§ Task to complete: Nothing in the listing below should be skipped, so transcribe it all exactly.

=== Section Start ===

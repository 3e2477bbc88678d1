//! Lasso selection derived from a destructive surface probe.
//!
//! # Responsibility
//! - Work out which strokes the host lasso currently selects.
//! - Leave the surface exactly as it was before the probe.
//!
//! # Invariants
//! - The probe only runs while a lasso tool is active.
//! - After `refresh`, the surface holds the pre-probe drawing in its
//!   original order.
//! - Selection is never written into a `Drawing`.

use crate::model::stroke::{Drawing, StrokeId};
use log::debug;
use std::collections::BTreeSet;

/// Tool categories the host reports for its active tool.
#[derive(Debug, Clone, Copy, PartialEq, Eq, Hash)]
pub enum ToolKind {
    Ink,
    Eraser,
    Lasso,
    Other,
}

impl ToolKind {
    pub fn is_lasso(self) -> bool {
        matches!(self, Self::Lasso)
    }
}

/// Host drawing surface as seen by the selection probe.
pub trait DrawingSurface {
    /// Current stroke collection, in surface order.
    fn drawing(&self) -> &Drawing;
    /// Replaces the stroke collection wholesale.
    fn set_drawing(&mut self, drawing: Drawing);
    /// Removes whatever the host considers lasso-selected.
    fn extract_selection(&mut self);
    fn active_tool(&self) -> ToolKind;
}

/// Stroke ids picked by the last lasso interaction.
#[derive(Debug, Clone, Default, PartialEq, Eq)]
pub struct SelectionSet {
    ids: BTreeSet<StrokeId>,
}

impl SelectionSet {
    pub fn new() -> Self {
        Self::default()
    }

    pub fn contains(&self, id: StrokeId) -> bool {
        self.ids.contains(&id)
    }

    pub fn len(&self) -> usize {
        self.ids.len()
    }

    pub fn is_empty(&self) -> bool {
        self.ids.is_empty()
    }

    pub fn ids(&self) -> &BTreeSet<StrokeId> {
        &self.ids
    }

    pub fn iter(&self) -> impl Iterator<Item = &StrokeId> {
        self.ids.iter()
    }
}

impl FromIterator<StrokeId> for SelectionSet {
    fn from_iter<T: IntoIterator<Item = StrokeId>>(iter: T) -> Self {
        Self {
            ids: iter.into_iter().collect(),
        }
    }
}

/// Runs the probe once and returns `S0 - S1`.
///
/// Non-lasso tools short-circuit to an empty selection without touching the
/// surface.
pub fn probe_selection(surface: &mut impl DrawingSurface) -> SelectionSet {
    if !surface.active_tool().is_lasso() {
        return SelectionSet::new();
    }

    let before = surface.drawing().clone();
    surface.extract_selection();
    let remaining = surface.drawing().id_set();

    let selected: SelectionSet = before
        .strokes()
        .iter()
        .map(|stroke| stroke.id)
        .filter(|id| !remaining.contains(id))
        .collect();

    // Restore from the captured snapshot, never by re-inserting into S1.
    if surface.drawing() != &before {
        surface.set_drawing(before);
    }

    debug!(
        "event=lasso_probe module=selection status=ok selected={}",
        selected.len()
    );
    selected
}

/// Holds the published selection between lasso interactions.
#[derive(Debug, Default)]
pub struct SelectionEngine {
    current: SelectionSet,
}

impl SelectionEngine {
    pub fn new() -> Self {
        Self::default()
    }

    /// Recomputes the selection from the surface and publishes it.
    pub fn refresh(&mut self, surface: &mut impl DrawingSurface) -> &SelectionSet {
        self.current = probe_selection(surface);
        &self.current
    }

    pub fn selection(&self) -> &SelectionSet {
        &self.current
    }

    pub fn has_selection(&self) -> bool {
        !self.current.is_empty()
    }

    pub fn clear(&mut self) {
        self.current = SelectionSet::new();
    }

    /// Hands the selection to the caller and clears it.
    pub fn take(&mut self) -> SelectionSet {
        std::mem::take(&mut self.current)
    }
}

=== Section End ===

§ Answer to this problem:
repository 3e2477bbc88678d1
//! Lasso selection derived from a destructive surface probe.
//!
//! # Responsibility
//! - Work out which strokes the host lasso currently selects.
//! - Leave the surface exactly as it was before the probe.
//!
//! # Invariants
//! - The probe only runs while a lasso tool is active.
//! - After `refresh`, the surface holds the pre-probe drawing in its
//!   original order.
//! - Selection is never written into a `Drawing`.

use crate::model::stroke::{Drawing, StrokeId};
use log::debug;
use std::collections::BTreeSet;

/// Tool categories the host reports for its active tool.
#[derive(Debug, Clone, Copy, PartialEq, Eq, Hash)]
pub enum ToolKind {
    Ink,
    Eraser,
    Lasso,
    Other,
}

impl ToolKind {
    pub fn is_lasso(self) -> bool {
        matches!(self, Self::Lasso)
    }
}

/// Host drawing surface as seen by the selection probe.
pub trait DrawingSurface {
    /// Current stroke collection, in surface order.
    fn drawing(&self) -> &Drawing;
    /// Replaces the stroke collection wholesale.
    fn set_drawing(&mut self, drawing: Drawing);
    /// Removes whatever the host considers lasso-selected.
    fn extract_selection(&mut self);
    fn active_tool(&self) -> ToolKind;
}

/// Stroke ids picked by the last lasso interaction.
#[derive(Debug, Clone, Default, PartialEq, Eq)]
pub struct SelectionSet {
    ids: BTreeSet<StrokeId>,
}

impl SelectionSet {
    pub fn new() -> Self {
        Self::default()
    }

    pub fn contains(&self, id: StrokeId) -> bool {
        self.ids.contains(&id)
    }

    pub fn len(&self) -> usize {
        self.ids.len()
    }

    pub fn is_empty(&self) -> bool {
        self.ids.is_empty()
    }

    pub fn ids(&self) -> &BTreeSet<StrokeId> {
        &self.ids
    }

    pub fn iter(&self) -> impl Iterator<Item = &StrokeId> {
        self.ids.iter()
    }
}

impl FromIterator<StrokeId> for SelectionSet {
    fn from_iter<T: IntoIterator<Item = StrokeId>>(iter: T) -> Self {
        Self {
            ids: iter.into_iter().collect(),
        }
    }
}

/// Runs the probe once and returns `S0 - S1`.
///
/// Non-lasso tools short-circuit to an empty selection without touching the
/// surface.
pub fn probe_selection(surface: &mut impl DrawingSurface) -> SelectionSet {
    if !surface.active_tool().is_lasso() {
        return SelectionSet::new();
    }

    let before = surface.drawing().clone();
    surface.extract_selection();
    let remaining = surface.drawing().id_set();

    let selected: SelectionSet = before
        .strokes()
        .iter()
        .map(|stroke| stroke.id)
        .filter(|id| !remaining.contains(id))
        .collect();

    // Restore from the captured snapshot, never by re-inserting into S1.
    if surface.drawing() != &before {
        surface.set_drawing(before);
    }

    debug!(
        "event=lasso_probe module=selection status=ok selected={}",
        selected.len()
    );
    selected
}

/// Holds the published selection between lasso interactions.
#[derive(Debug, Default)]
pub struct SelectionEngine {
    current: SelectionSet,
}

impl SelectionEngine {
    pub fn new() -> Self {
        Self::default()
    }

    /// Recomputes the selection from the surface and publishes it.
    pub fn refresh(&mut self, surface: &mut impl DrawingSurface) -> &SelectionSet {
        self.current = probe_selection(surface);
        &self.current
    }

    pub fn selection(&self) -> &SelectionSet {
        &self.current
    }

    pub fn has_selection(&self) -> bool {
        !self.current.is_empty()
    }

    pub fn clear(&mut self) {
        self.current = SelectionSet::new();
    }

    /// Hands the selection to the caller and clears it.
    pub fn take(&mut self) -> SelectionSet {
        std::mem::take(&mut self.current)
    }
}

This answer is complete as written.